Required action: Begin at the line below that has "pub const fn is_angle(self)" and stop after the line that has "pub const U6_U8: Rescale". Please restate only those lines, word for word.

Records for the exercise:
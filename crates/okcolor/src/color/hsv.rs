//! HSV color types
//!
//! HSV values here are based on gamma-encoded sRGB, matching what color
//! pickers and LED effect code expect. Hue 0 is red in every encoding.

use super::rgb::{Rgb16, Rgb888};
use crate::hsv_rgb::{RGB16_HSV48, RGB888_HSV32, RGB888_HSV_DECIMAL};
use crate::range::{DEG_HUE16, HUE8_DEG, HUE8_HUE16, PCT_U16, PCT_U8, U16_U16, U8_U16, U8_U8};

/// 24-bit HSV. All channels 0-255; hue 0 = red, 85 = green, 171 = blue.
#[derive(Debug, Clone, Copy, PartialEq, Eq, Hash, Default)]
pub struct Hsv888 {
    /// Hue (wraps at 256)
    pub h: u8,
    /// Saturation (0..=255)
    pub s: u8,
    /// Value (0..=255)
    pub v: u8,
}

/// "Decimal" HSV: hue in degrees (0-359), saturation and value in percent (0-100).
#[derive(Debug, Clone, Copy, PartialEq, Eq, Hash, Default)]
pub struct HsvDecimal {
    /// Hue in degrees (wraps at 360)
    pub h: u16,
    /// Saturation in percent (0..=100)
    pub s: u8,
    /// Value in percent (0..=100)
    pub v: u8,
}

/// 32-bit HSV: 16-bit hue, 8-bit saturation and value.
#[derive(Debug, Clone, Copy, PartialEq, Eq, Hash, Default)]
pub struct Hsv32 {
    /// Hue (wraps at 65536)
    pub h: u16,
    /// Saturation (0..=255)
    pub s: u8,
    /// Value (0..=255)
    pub v: u8,
}

/// 48-bit HSV. All channels 0-65535; hue 0 = red, 21845 = green, 43690 = blue.
#[derive(Debug, Clone, Copy, PartialEq, Eq, Hash, Default)]
pub struct Hsv48 {
    /// Hue (wraps at 65536)
    pub h: u16,
    /// Saturation (0..=65535)
    pub s: u16,
    /// Value (0..=65535)
    pub v: u16,
}

impl Hsv888 {
    /// Create a color from 8-bit hue, saturation and value.
    #[inline]
    pub const fn new(h: u8, s: u8, v: u8) -> Self {
        Self { h, s, v }
    }
}

impl HsvDecimal {
    /// Create a color from hue in degrees, saturation and value in percent.
    ///
    /// ```
    /// use okcolor::{HsvDecimal, Rgb888};
    ///
    /// let orange = HsvDecimal::new(30, 100, 100);
    /// assert_eq!(Rgb888::from(orange), Rgb888::new(255, 127, 0));
    /// ```
    #[inline]
    pub const fn new(h: u16, s: u8, v: u8) -> Self {
        Self { h, s, v }
    }
}

impl Hsv32 {
    /// Create a color from 16-bit hue, 8-bit saturation and value.
    #[inline]
    pub const fn new(h: u16, s: u8, v: u8) -> Self {
        Self { h, s, v }
    }
}

impl Hsv48 {
    /// Create a color from 16-bit hue, saturation and value.
    #[inline]
    pub const fn new(h: u16, s: u16, v: u16) -> Self {
        Self { h, s, v }
    }
}

color_value!(Hsv888, Hsv888, [h: 255, s: 255, v: 255]);
color_value!(HsvDecimal, HsvDecimal, [h: 359, s: 100, v: 100]);
color_value!(Hsv32, Hsv32, [h: 65535, s: 255, v: 255]);
color_value!(Hsv48, Hsv48, [h: 65535, s: 65535, v: 65535]);

// Between HSV encodings each channel rescales on its own; hue as an angle.
rescale_channels! {
    Hsv888, Hsv32 { h: widen(HUE8_HUE16), s: widen(U8_U8), v: widen(U8_U8) }
}
rescale_channels! {
    Hsv888, Hsv48 { h: widen(HUE8_HUE16), s: widen(U8_U16), v: widen(U8_U16) }
}
rescale_channels! {
    Hsv888, HsvDecimal { h: widen(HUE8_DEG), s: narrow(PCT_U8), v: narrow(PCT_U8) }
}
rescale_channels! {
    HsvDecimal, Hsv32 { h: widen(DEG_HUE16), s: widen(PCT_U8), v: widen(PCT_U8) }
}
rescale_channels! {
    HsvDecimal, Hsv48 { h: widen(DEG_HUE16), s: widen(PCT_U16), v: widen(PCT_U16) }
}
rescale_channels! {
    Hsv32, Hsv48 { h: widen(U16_U16), s: widen(U8_U16), v: widen(U8_U16) }
}

/// `From` impls in both directions between an RGB type and an HSV type,
/// through the hue-sector transform.
macro_rules! hue_sectors {
    ($rgb:ident, $hsv:ident, $geometry:path) => {
        impl From<$rgb> for $hsv {
            #[inline]
            fn from(rgb: $rgb) -> Self {
                let [h, s, v] = $geometry.hsv_from_rgb([rgb.r as u16, rgb.g as u16, rgb.b as u16]);
                Self {
                    h: h as _,
                    s: s as _,
                    v: v as _,
                }
            }
        }

        impl From<$hsv> for $rgb {
            #[inline]
            fn from(hsv: $hsv) -> Self {
                let [r, g, b] = $geometry.rgb_from_hsv([hsv.h as u16, hsv.s as u16, hsv.v as u16]);
                Self {
                    r: r as _,
                    g: g as _,
                    b: b as _,
                }
            }
        }
    };
}

hue_sectors!(Rgb888, Hsv32, RGB888_HSV32);
hue_sectors!(Rgb888, HsvDecimal, RGB888_HSV_DECIMAL);
hue_sectors!(Rgb16, Hsv48, RGB16_HSV48);
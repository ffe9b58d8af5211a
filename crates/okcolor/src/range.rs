//! Integer range rescaling between channel encodings
//!
//! Every channel conversion in this crate reduces to mapping an integer from a
//! "small" range onto a "large" range and back. Both directions round half up,
//! which makes the small -> large -> small round trip exact for every value.
//!
//! Hue is an angle, so hue ranges are described by their wrap modulus rather
//! than their maximum (256 for an 8-bit hue, 360 for degrees, 65536 for a
//! 16-bit hue). The wrap point aliases to zero, so the largest small hue does
//! not map onto the largest large hue.
//!
//! # Example
//!
//! ```
//! use okcolor::range::{U5_U8, HUE8_DEG};
//!
//! assert_eq!(U5_U8.to_large(31), 255);
//! assert_eq!(U5_U8.to_small(U5_U8.to_large(17)), 17);
//!
//! // 8-bit hue 255 is just short of a full turn
//! assert_eq!(HUE8_DEG.to_large(255), 359);
//! assert_eq!(HUE8_DEG.to_small(359), 255);
//! ```

/// A mapping between a small integer range and a large one.
///
/// Construct with [`Rescale::linear`] for bounded channels or
/// [`Rescale::angle`] for wrapping hue channels.
#[derive(Debug, Clone, Copy, PartialEq, Eq, Hash)]
pub struct Rescale {
    // Maximum value for bounded ranges, wrap modulus for angles.
    small: u32,
    large: u32,
    wrapping: bool,
}

impl Rescale {
    /// A bounded mapping between `[0, small_max]` and `[0, large_max]`.
    ///
    /// # Panics
    /// Panics if `small_max` is zero or larger than `large_max`.
    pub const fn linear(small_max: u32, large_max: u32) -> Self {
        assert!(small_max > 0 && small_max <= large_max);
        Self {
            small: small_max,
            large: large_max,
            wrapping: false,
        }
    }

    /// A wrapping mapping between hue ranges with `small_wrap` and
    /// `large_wrap` distinct values per full turn.
    ///
    /// # Panics
    /// Panics if `small_wrap` is zero or larger than `large_wrap`.
    pub const fn angle(small_wrap: u32, large_wrap: u32) -> Self {
        assert!(small_wrap > 0 && small_wrap <= large_wrap);
        Self {
            small: small_wrap,
            large: large_wrap,
            wrapping: true,
        }
    }

    /// Largest valid value on the small side.
    pub const fn small_max(self) -> u32 {
        if self.wrapping {
            self.small - 1
        } else {
            self.small
        }
    }

    /// Largest valid value on the large side.
    pub const fn large_max(self) -> u32 {
        if self.wrapping {
            self.large - 1
        } else {
            self.large
        }
    }

    /// Whether this mapping treats its values as angles.
    pub const fn is_angle(self) -> bool {
        self.wrapping
    }

    /// Map a small-range value onto the large range, rounding half up.
    #[inline]
    pub const fn to_large(self, x: u32) -> u32 {
        let (small, large) = (self.small as u64, self.large as u64);
        ((x as u64 * large + small / 2) / small) as u32
    }

    /// Map a large-range value onto the small range, rounding half up.
    ///
    /// For angles, a value that rounds up to the wrap point comes back as zero.
    #[inline]
    pub const fn to_small(self, y: u32) -> u32 {
        let (small, large) = (self.small as u64, self.large as u64);
        let q = (y as u64 * small + large / 2) / large;
        if self.wrapping {
            (q % small) as u32
        } else {
            q as u32
        }
    }
}

/// 5-bit channel (RGB565 red/blue) and 8-bit channel.
pub const U5_U8: Rescale = Rescale::linear(31, 255);
/// 5-bit channel and 16-bit channel.
pub const U5_U16: Rescale = Rescale::linear(31, 65535);
/// 6-bit channel (RGB565 green) and 8-bit channel.
pub const U6_U8: Rescale = Rescale::linear(63, 255);
/// 6-bit channel and 16-bit channel.
pub const U6_U16: Rescale = Rescale::linear(63, 65535);
/// 8-bit channel onto itself.
pub const U8_U8: Rescale = Rescale::linear(255, 255);
/// 8-bit channel and 16-bit channel.
pub const U8_U16: Rescale = Rescale::linear(255, 65535);
/// 16-bit channel onto itself.
pub const U16_U16: Rescale = Rescale::linear(65535, 65535);
/// Percentage (0-100) and 8-bit channel.
pub const PCT_U8: Rescale = Rescale::linear(100, 255);
/// Percentage (0-100) and 16-bit channel.
pub const PCT_U16: Rescale = Rescale::linear(100, 65535);
/// 8-bit hue (wraps at 256) and degrees (wrap at 360).
pub const HUE8_DEG: Rescale = Rescale::angle(256, 360);
/// Degrees and 16-bit hue (wraps at 65536).
pub const DEG_HUE16: Rescale = Rescale::angle(360, 65536);
/// 8-bit hue and 16-bit hue.
pub const HUE8_HUE16: Rescale = Rescale::angle(256, 65536);

/// Every supported range pair.
pub const ALL: [Rescale; 12] = [
    U5_U8, U5_U16, U6_U8, U6_U16, U8_U8, U8_U16, U16_U16, PCT_U8, PCT_U16, HUE8_DEG, DEG_HUE16,
    HUE8_HUE16,
];
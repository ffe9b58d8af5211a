use std::env;
use std::fs::File;
use std::io::Write;
use std::path::Path;

/// IEC 61966-2-1 exact formula: sRGB to linear
fn srgb_to_linear_exact(srgb: f64) -> f64 {
    if srgb <= 0.04045 {
        srgb / 12.92
    } else {
        ((srgb + 0.055) / 1.055).powf(2.4)
    }
}

/// IEC 61966-2-1 exact formula: linear to sRGB
fn linear_to_srgb_exact(linear: f64) -> f64 {
    if linear <= 0.0031308 {
        linear * 12.92
    } else {
        1.055 * linear.powf(1.0 / 2.4) - 0.055
    }
}

/// Scale a normalized value to an integer channel, rounding half up.
fn quantize(value: f64, max: f64) -> u64 {
    (value.clamp(0.0, 1.0) * max + 0.5).floor() as u64
}

fn write_table(
    file: &mut File,
    doc: &str,
    name: &str,
    ty: &str,
    f: impl Fn(f64) -> f64,
    out_max: f64,
) {
    writeln!(file, "/// {doc}").unwrap();
    writeln!(file, "pub static {name}: [{ty}; 256] = [").unwrap();
    for i in 0..256 {
        if i > 0 && i % 16 == 0 {
            writeln!(file).unwrap();
        }
        write!(file, " {},", quantize(f(i as f64 / 255.0), out_max)).unwrap();
    }
    writeln!(file, "\n];").unwrap();
    writeln!(file).unwrap();
}

fn main() {
    let out_dir = env::var("OUT_DIR").unwrap();
    let dest_path = Path::new(&out_dir).join("gamma_lut.rs");
    let mut file = File::create(&dest_path).unwrap();

    write_table(
        &mut file,
        "Index: 8-bit linear value, Value: 8-bit sRGB value",
        "LINEAR8_TO_SRGB8",
        "u8",
        linear_to_srgb_exact,
        255.0,
    );
    write_table(
        &mut file,
        "Index: 8-bit sRGB value, Value: 8-bit linear value",
        "SRGB8_TO_LINEAR8",
        "u8",
        srgb_to_linear_exact,
        255.0,
    );
    write_table(
        &mut file,
        "Index: 8-bit sRGB value, Value: 16-bit linear value",
        "SRGB8_TO_LINEAR16",
        "u16",
        srgb_to_linear_exact,
        65535.0,
    );

    println!("cargo::rerun-if-changed=build.rs");
}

Output of the task:
    pub const fn is_angle(self) -> bool {
        self.wrapping
    }

    /// Map a small-range value onto the large range, rounding half up.
    #[inline]
    pub const fn to_large(self, x: u32) -> u32 {
        let (small, large) = (self.small as u64, self.large as u64);
        ((x as u64 * large + small / 2) / small) as u32
    }

    /// Map a large-range value onto the small range, rounding half up.
    ///
    /// For angles, a value that rounds up to the wrap point comes back as zero.
    #[inline]
    pub const fn to_small(self, y: u32) -> u32 {
        let (small, large) = (self.small as u64, self.large as u64);
        let q = (y as u64 * small + large / 2) / large;
        if self.wrapping {
            (q % small) as u32
        } else {
            q as u32
        }
    }
}

/// 5-bit channel (RGB565 red/blue) and 8-bit channel.
pub const U5_U8: Rescale = Rescale::linear(31, 255);
/// 5-bit channel and 16-bit channel.
pub const U5_U16: Rescale = Rescale::linear(31, 65535);
/// 6-bit channel (RGB565 green) and 8-bit channel.
pub const U6_U8: Rescale = Rescale::linear(63, 255);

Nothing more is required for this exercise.